SELAMAT DATANG DI TELINGALEBAR.BLOGSPOT.COM-*PENGAWAL HUKUM DAN PENGAWAS KINERJA APARATUR NEGARA SERTA NKRI HARGA MATI-*

Jumat, 28 Oktober 2011


 

Situbondo (extrmmpoint.com) - Masih maraknya bisnis esek-esek di Kota Situbondo, rupanya membuat kalangan DPRD setempat jadi gerah. Betapa tidak, sejak ditetapkan tujuh tahun silam, perda nomor 27 tahun 2004 tentang larangan pelacuran tidak banyak berkutik. Razia penertiban yang dilakukan petugas seakan tidak bergigi lagi. Buktinya, hingga kini praktek prostitusi di Situbondo masih terus merajalela.

Padahal, untuk memberangus dunia pelacuran tersebut, setiap tahunnya APBD Situbondo sudah mengalokasikan anggaran yang tidak sedikit. Tak heran, jika kini kenyataan itu membuat sebagian anggota DPRD Situbondo mulai bertanya-tanya. “Setiap tahun sudah menghabiskan anggaran ratusan juta. Tapi praktek pelacuran tetap marak. Terus apa hasil yang dicapai dari dana yang cukup besar itu,” tukas Ketua Komisi I DPRD Situbondo, Syaiful Bahri, Senin (24/10).

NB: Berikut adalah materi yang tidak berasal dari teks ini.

use std::collections::HashSet;

use chrono::{DateTime, Utc};
use serde::{Deserialize, Serialize};

use crate::{
    config::ConfigFileError,
    models::{Cat, CatAttributes, CatRequest},
};

use super::validate_id;

/// A seeded cat record. Attributes follow the same rules as the admin editor.
#[derive(Debug, Serialize, Deserialize, Clone)]
#[serde(deny_unknown_fields)]
pub struct CatFileConfig {
    pub id: String,
    pub name: String,
    pub age: String,
    pub color: String,
    pub size: String,
    pub gender: String,
    #[serde(default)]
    pub personality: Vec<String>,
    #[serde(default)]
    pub good_with: Vec<String>,
    pub description: String,
    pub image_url: String,
    #[serde(default = "default_is_available")]
    pub is_available: bool,
    #[serde(default)]
    pub shelter_id: Option<String>,
    #[serde(default)]
    pub created_at: Option<DateTime<Utc>>,
}

fn default_is_available() -> bool {
    true
}

impl CatFileConfig {
    fn request(&self) -> CatRequest {
        CatRequest {
            name: self.name.clone(),
            age: self.age.clone(),
            color: self.color.clone(),
            size: self.size.clone(),
            gender: self.gender.clone(),
            personality: self.personality.clone(),
            good_with: self.good_with.clone(),
            description: self.description.clone(),
            image_url: self.image_url.clone(),
            is_available: self.is_available,
        }
    }

    fn attributes(&self) -> Result<CatAttributes, ConfigFileError> {
        CatAttributes::try_from(self.request()).map_err(|e| ConfigFileError::InvalidCat {
            id: self.id.clone(),
            message: e.message,
        })
    }

    /// Builds the stored record. Missing creation times are filled with
    /// `fallback_created_at`.
    pub fn into_cat(self, fallback_created_at: DateTime<Utc>) -> Result<Cat, ConfigFileError> {
        let attributes = self.attributes()?;
        Ok(Cat::new(
            self.id,
            attributes,
            self.shelter_id,
            self.created_at.unwrap_or(fallback_created_at),
        ))
    }
}

pub struct CatsFileConfig {
    pub cats: Vec<CatFileConfig>,
}

impl CatsFileConfig {
    pub fn new(cats: Vec<CatFileConfig>) -> Self {
        Self { cats }
    }

    pub fn validate(&self, shelter_ids: &HashSet<&str>) -> Result<(), ConfigFileError> {
        let mut ids = HashSet::new();
        for cat in &self.cats {
            validate_id(&cat.id)?;
            if !ids.insert(cat.id.as_str()) {
                return Err(ConfigFileError::DuplicateId(cat.id.clone()));
            }
            cat.attributes()?;

            if let Some(shelter_id) = &cat.shelter_id {
                if !shelter_ids.contains(shelter_id.as_str()) {
                    return Err(ConfigFileError::InvalidReference(format!(
                        "Cat '{}' references non-existent shelter '{}'",
                        cat.id, shelter_id
                    )));
                }
            }
        }
        Ok(())
    }
}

Keterangan yang dihimpun Duta menyebutkan, untuk tahun anggaran 2011 ini, APBD Situbondo mengalokasikan dana sekitar Rp 395 jutaan untuk penegakan Perda 27 tahun 2004. Dana sebesar itu dibagi untuk mendukung kinerja Satpol PP dan Koordinasi Pelaksana Ketertiban Kabupaten (Kopeltibkab) Situbondo. Untuk Satpol PP, dana yang disiapkan APBD untuk memerangi pelacuran konon mencapai Rp 200 juta. Dari dana sebesar itu, Rp 150 juta untuk dana operasi, dan Rp 50 juta lagi sebagai dana pendukung, seperti untuk biaya tindak pidana ringan (tipiring); dan sebagainya.

Sedangkan untuk kegiatan Kopeltibkab, APBD Situbondo 2011 konon menyiapkan dana Rp 195 juta. Masing-masing, sebesar Rp 120 juta untuk dana operasi rutin; dan Rp 75 juta lagi untuk kegiatan operasi khusus, seperti penjagaan eks lokalisasi selama ramadhan, dan lainnya. Ironisnya, meski sudah didukung dana besar, hingga kini penegakan Perda nomor 27 tahun 2004 tak ubahnya masih seperti macan ompong.


“Makanya, kalau masih seperti ini, bukan tidak mungkin anggaran itu akan kita pangkas. Karena setiap alokasi anggaran itu sebenarnya berbasis kinerja. Kalau hasil kinerjanya tidak jelas, mending dialokasikan ke yang lain yang lebih menyentuh dan dibutuhkan masyarakat,” tegas Syaiful.

Wakil Bupati yang juga Ketua Kopeltibkab Situbondo, Rachmad SH, M.Hum mengatakan, pihaknya sudah banyak melangkah untuk penegakan Perda 27/2004. Di internal Satpol PP misalnya, sambung dia, pihaknya bersama Badan Kepegawaian Daerah (BKD) sudah melakukan bersih-bersih. Beberapa personil dan pejabatnya yang dicurigai terlibat dalam kebocoran setiap razia sudah digeser ke SKPD lain. “Saya pikir sudah bukan rahasia lagi, setiap razia seringkali bocor. Sehingga razia tidak ada hasil. Ini sudah kami tindaklanjuti,” tegasnya.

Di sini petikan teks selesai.